Preventative measures: A risk assessment carried out by Hayes et al (2005) in Australia determined that C. intestinalis was one of top ten species in both its likelihood to be spread to uninfected bioregions by shipping and its damage potential. Preventative requirements on Prince Edward Island, Canada failed to stop the spread of C. intestinalis (Locke et al., 2009b). The only regulated vector in Canada is ballast water coming in from commercial shipping (Locke et al., 2009a)
Monitoring: Tunicate collectors were created and used to detect the presence and distribution of exotic tunicate species in the Bay of Fundy, including Ciona intestinalis (LeGresley et al, 2008).
Physical control: Aquaculture farmers surveyed by Clancey & Hinton (2003) revealed that physical removal methods such as hand scrubbing, scraping or high pressure spraying were the most common treatments used to remove tunicates that had become established on gear, however C. intestinalis quickly re-established populations within short periods.
Chemical control: A number of chemical treatments to control C. intestinalis have been trialed (Carver et al, 2003). While some like acetic acid and calcium hydroxide have shown promising results, chemicals have the potential to alter estuarine pH are and have been shown to be biocidal to a variety of non-target organisms such as species of bacteria, shrimp and fish (Locke et al, (2009b).
Biological control: Potential biological control agents include the rock crab, Cancer irroratus and green crab, Carcinus maenas. The use of crab predators for the control of C. intestinalis in aquaculture is limited for a number of reasons (Carver et al, 2003). Grazing species such as Littorina littorea and the shrimp Rhynchocinetes typus have also been trialled, with the shrimp in particular showing promising results (Dumont et al., 2009).
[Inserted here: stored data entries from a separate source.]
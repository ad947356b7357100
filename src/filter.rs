use bitvec::prelude::*;

use crate::entity::EntityKind;

/// Which entities of one kind are of interest to one global event. A bit per
/// slot index; all-zero means the filter imposes no restriction. The gating
/// logic, hook plumbing and destroy-signal subscriptions live on the owning
/// event, which knows its own type and hooks.
pub struct EntityFilter {
    kind: EntityKind,
    bits: BitVec,
}

impl EntityFilter {
    pub fn new(kind: EntityKind, capacity: usize) -> EntityFilter {
        EntityFilter { kind, bits: bitvec![0; capacity] }
    }

    pub fn kind(&self) -> EntityKind {
        self.kind
    }

    pub fn capacity(&self) -> usize {
        self.bits.len()
    }

    pub fn enabled(&self, id: usize) -> bool {
        id < self.bits.len() && self.bits[id]
    }

    pub(crate) fn set(&mut self, id: usize, on: bool) {
        if id < self.bits.len() {
            self.bits.set(id, on);
        }
    }

    pub(crate) fn reset(&mut self) {
        self.bits.fill(false);
    }

    pub(crate) fn flip_all(&mut self) {
        for mut bit in self.bits.iter_mut() {
            *bit = !*bit;
        }
    }

    pub fn count(&self) -> usize {
        self.bits.count_ones()
    }

    pub fn any(&self) -> bool {
        self.bits.any()
    }

    pub fn none(&self) -> bool {
        self.bits.not_any()
    }

    pub fn all(&self) -> bool {
        self.bits.all()
    }

    /// Indices currently included, collected so the caller may mutate the
    /// filter while walking.
    pub(crate) fn included(&self) -> Vec<usize> {
        self.bits.iter_ones().collect()
    }
}
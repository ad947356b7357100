use glam::Vec3;
use rhai::Dynamic;

use crate::entity::EntityKind;

macro_rules! event_kinds {
    ($($variant:ident => $name:literal),+ $(,)?) => {
        #[derive(Debug, Clone, Copy, PartialEq, Eq, Hash)]
        pub enum EventKind {
            $($variant),+
        }

        impl EventKind {
            pub const ALL: &'static [EventKind] = &[$(EventKind::$variant),+];

            pub fn name(self) -> &'static str {
                match self {
                    $(EventKind::$variant => $name),+
                }
            }

            pub fn from_name(name: &str) -> Option<EventKind> {
                match name {
                    $($name => Some(EventKind::$variant),)+
                    _ => None,
                }
            }
        }
    };
}

event_kinds! {
    BlipCreated => "blip_created",
    BlipDestroyed => "blip_destroyed",
    BlipCustom => "blip_custom",
    CheckpointCreated => "checkpoint_created",
    CheckpointDestroyed => "checkpoint_destroyed",
    CheckpointCustom => "checkpoint_custom",
    CheckpointEntered => "checkpoint_entered",
    CheckpointExited => "checkpoint_exited",
    KeybindCreated => "keybind_created",
    KeybindDestroyed => "keybind_destroyed",
    KeybindCustom => "keybind_custom",
    KeybindKeyPress => "keybind_key_press",
    KeybindKeyRelease => "keybind_key_release",
    ObjectCreated => "object_created",
    ObjectDestroyed => "object_destroyed",
    ObjectCustom => "object_custom",
    ObjectShot => "object_shot",
    ObjectBump => "object_bump",
    PickupCreated => "pickup_created",
    PickupDestroyed => "pickup_destroyed",
    PickupCustom => "pickup_custom",
    PickupRespawn => "pickup_respawn",
    PickupClaimed => "pickup_claimed",
    PickupCollected => "pickup_collected",
    PlayerCreated => "player_created",
    PlayerDestroyed => "player_destroyed",
    PlayerCustom => "player_custom",
    PlayerAway => "player_away",
    PlayerGameKeys => "player_game_keys",
    PlayerRename => "player_rename",
    PlayerRequestClass => "player_request_class",
    PlayerRequestSpawn => "player_request_spawn",
    PlayerSpawn => "player_spawn",
    PlayerStartTyping => "player_start_typing",
    PlayerStopTyping => "player_stop_typing",
    PlayerChat => "player_chat",
    PlayerCommand => "player_command",
    PlayerMessage => "player_message",
    PlayerHealth => "player_health",
    PlayerArmour => "player_armour",
    PlayerWeapon => "player_weapon",
    PlayerMove => "player_move",
    PlayerWasted => "player_wasted",
    PlayerKilled => "player_killed",
    PlayerTeamKill => "player_team_kill",
    PlayerSpectate => "player_spectate",
    PlayerCrashreport => "player_crashreport",
    PlayerBurning => "player_burning",
    PlayerCrouching => "player_crouching",
    PlayerState => "player_state",
    PlayerAction => "player_action",
    StateNone => "state_none",
    StateNormal => "state_normal",
    StateShooting => "state_shooting",
    StateDriver => "state_driver",
    StatePassenger => "state_passenger",
    StateEnterDriver => "state_enter_driver",
    StateEnterPassenger => "state_enter_passenger",
    StateExitVehicle => "state_exit_vehicle",
    StateUnspawned => "state_unspawned",
    ActionNone => "action_none",
    ActionNormal => "action_normal",
    ActionAiming => "action_aiming",
    ActionShooting => "action_shooting",
    ActionJumping => "action_jumping",
    ActionLieDown => "action_lie_down",
    ActionGettingUp => "action_getting_up",
    ActionJumpVehicle => "action_jump_vehicle",
    ActionDriving => "action_driving",
    ActionDying => "action_dying",
    ActionWasted => "action_wasted",
    ActionEmbarking => "action_embarking",
    ActionDisembarking => "action_disembarking",
    SphereCreated => "sphere_created",
    SphereDestroyed => "sphere_destroyed",
    SphereCustom => "sphere_custom",
    SphereEntered => "sphere_entered",
    SphereExited => "sphere_exited",
    SpriteCreated => "sprite_created",
    SpriteDestroyed => "sprite_destroyed",
    SpriteCustom => "sprite_custom",
    TextdrawCreated => "textdraw_created",
    TextdrawDestroyed => "textdraw_destroyed",
    TextdrawCustom => "textdraw_custom",
    VehicleCreated => "vehicle_created",
    VehicleDestroyed => "vehicle_destroyed",
    VehicleCustom => "vehicle_custom",
    VehicleRespawn => "vehicle_respawn",
    VehicleExplode => "vehicle_explode",
    VehicleHealth => "vehicle_health",
    VehicleMove => "vehicle_move",
    VehicleEmbarking => "vehicle_embarking",
    VehicleEmbarked => "vehicle_embarked",
    VehicleDisembark => "vehicle_disembark",
    ServerFrame => "server_frame",
    ServerStartup => "server_startup",
    ServerShutdown => "server_shutdown",
    InternalCommand => "internal_command",
    LoginAttempt => "login_attempt",
    CustomEvent => "custom_event",
    WorldOption => "world_option",
    WorldToggle => "world_toggle",
    ScriptReload => "script_reload",
    LogMessage => "log_message",
}
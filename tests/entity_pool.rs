use goshawk_plugin::config::{PluginConfig, POOL_HARD_LIMIT};
use goshawk_plugin::{Core, EntityKind, EntityPayload, Reference, ScriptRuntime};
use rhai::Dynamic;

fn activate(core: &mut Core, kind: EntityKind, id: i64) -> bool {
    core.activate(kind, id, false, EntityPayload::None)
}

#[test]
fn verify_tracks_activation_state() {
    let mut core = Core::with_defaults();
    let rt = ScriptRuntime::new();

    assert!(!core.verify(EntityKind::Vehicle, 4));
    assert!(activate(&mut core, EntityKind::Vehicle, 4));
    assert!(core.verify(EntityKind::Vehicle, 4));
    assert!(core.deactivate(&rt, EntityKind::Vehicle, 4, 0, Dynamic::UNIT));
    assert!(!core.verify(EntityKind::Vehicle, 4));
}

#[test]
fn activation_is_not_idempotent() {
    let mut core = Core::with_defaults();

    assert!(activate(&mut core, EntityKind::Player, 0));
    assert!(!activate(&mut core, EntityKind::Player, 0));
}

#[test]
fn deactivating_an_inactive_slot_fails() {
    let mut core = Core::with_defaults();
    let rt = ScriptRuntime::new();

    assert!(!core.deactivate(&rt, EntityKind::Player, 7, 0, Dynamic::UNIT));
}

#[test]
fn out_of_range_ids_are_rejected() {
    let mut core = Core::with_defaults();

    let limit = core.pool(EntityKind::Player).capacity() as i64;
    assert!(!activate(&mut core, EntityKind::Player, limit));
    assert!(!activate(&mut core, EntityKind::Player, -1));
    assert!(!core.verify(EntityKind::Player, limit));
}

#[test]
fn reactivation_preserves_script_set_tag() {
    let mut core = Core::with_defaults();
    let rt = ScriptRuntime::new();

    assert!(activate(&mut core, EntityKind::Vehicle, 2));
    let vehicle = Reference::new(&mut core, EntityKind::Vehicle, 2);
    vehicle.set_global_tag(&mut core, "taxi");

    assert!(core.deactivate(&rt, EntityKind::Vehicle, 2, 0, Dynamic::UNIT));
    assert!(activate(&mut core, EntityKind::Vehicle, 2));
    let vehicle = Reference::new(&mut core, EntityKind::Vehicle, 2);
    assert_eq!(vehicle.global_tag(&core), "taxi");
}

#[test]
fn explicit_fresh_mark_clears_tag_on_next_activation() {
    let mut core = Core::with_defaults();
    let rt = ScriptRuntime::new();

    assert!(activate(&mut core, EntityKind::Vehicle, 2));
    let vehicle = Reference::new(&mut core, EntityKind::Vehicle, 2);
    vehicle.set_global_tag(&mut core, "taxi");

    assert!(core.deactivate(&rt, EntityKind::Vehicle, 2, 0, Dynamic::UNIT));
    core.pool_mut(EntityKind::Vehicle).set_fresh(2);
    assert!(activate(&mut core, EntityKind::Vehicle, 2));
    let vehicle = Reference::new(&mut core, EntityKind::Vehicle, 2);
    assert_eq!(vehicle.global_tag(&core), "");
}

#[test]
fn creation_picks_the_first_free_slot() {
    let mut core = Core::with_defaults();
    let rt = ScriptRuntime::new();

    let first = core
        .create_vehicle(&rt, 400, 1, glam::Vec3::ZERO, 0.0, -1, -1, 0, Dynamic::UNIT)
        .expect("create first vehicle");
    let second = core
        .create_vehicle(&rt, 411, 1, glam::Vec3::ZERO, 0.0, -1, -1, 0, Dynamic::UNIT)
        .expect("create second vehicle");
    assert_eq!(first.id(), 0);
    assert_eq!(second.id(), 1);

    assert!(core.deactivate(&rt, EntityKind::Vehicle, 0, 0, Dynamic::UNIT));
    let reused = core
        .create_vehicle(&rt, 451, 1, glam::Vec3::ZERO, 0.0, -1, -1, 0, Dynamic::UNIT)
        .expect("reuse freed slot");
    assert_eq!(reused.id(), 0);
}

#[test]
fn creation_rejects_invalid_arguments() {
    let mut core = Core::with_defaults();
    let rt = ScriptRuntime::new();

    assert!(core.create_vehicle(&rt, 0, 1, glam::Vec3::ZERO, 0.0, -1, -1, 0, Dynamic::UNIT).is_err());
    assert!(core.create_sphere(&rt, 1, glam::Vec3::ZERO, Default::default(), 0.0, 0, Dynamic::UNIT).is_err());
    assert!(core.create_sprite(&rt, "", 0, Dynamic::UNIT).is_err());
    assert!(core.create_textdraw(&rt, "", 0, Dynamic::UNIT).is_err());
}

#[test]
fn creation_stores_the_payload_and_marks_ownership() {
    let mut core = Core::with_defaults();
    let rt = ScriptRuntime::new();

    let blip = core
        .create_blip(
            &rt,
            1,
            glam::Vec3::new(4.0, 5.0, 6.0),
            2,
            goshawk_plugin::Color::from_rgba(0xff0000ff),
            7,
            0,
            Dynamic::UNIT,
        )
        .expect("create blip");
    assert!(core.pool(EntityKind::Blip).owned(blip.id()));
    match core.pool(EntityKind::Blip).payload(blip.id()) {
        Some(EntityPayload::Blip { world, scale, sprite, .. }) => {
            assert_eq!((*world, *scale, *sprite), (1, 2, 7));
        }
        other => panic!("unexpected payload {other:?}"),
    }

    // server-notified entities are not owned
    assert!(activate(&mut core, EntityKind::Object, 0));
    assert!(!core.pool(EntityKind::Object).owned(0));
}

#[test]
fn invalid_pool_capacity_fails_construction() {
    let mut config = PluginConfig::default();
    config.pools.players = 0;
    assert!(Core::new(&config).is_err());

    let mut config = PluginConfig::default();
    config.pools.vehicles = POOL_HARD_LIMIT + 1;
    assert!(Core::new(&config).is_err());
}

#[test]
fn option_store_round_trip() {
    let mut core = Core::with_defaults();

    assert!(core.option("gamemode").is_none());
    core.set_option("gamemode", "race");
    assert_eq!(core.option("gamemode"), Some("race"));
    core.set_option("gamemode", "deathmatch");
    assert_eq!(core.option("gamemode"), Some("deathmatch"));
}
Cultural control: These refer to aquaculture management practices and generally include avoiding times of high C. intestinalis recruitment, changing or rotating the gear used or air drying depending on the species being farmed and the gear being used. More information on C. intestinalis recruitment patterns and population development is necessary to develop more effective management procedures (Ramsay, et al, 2009).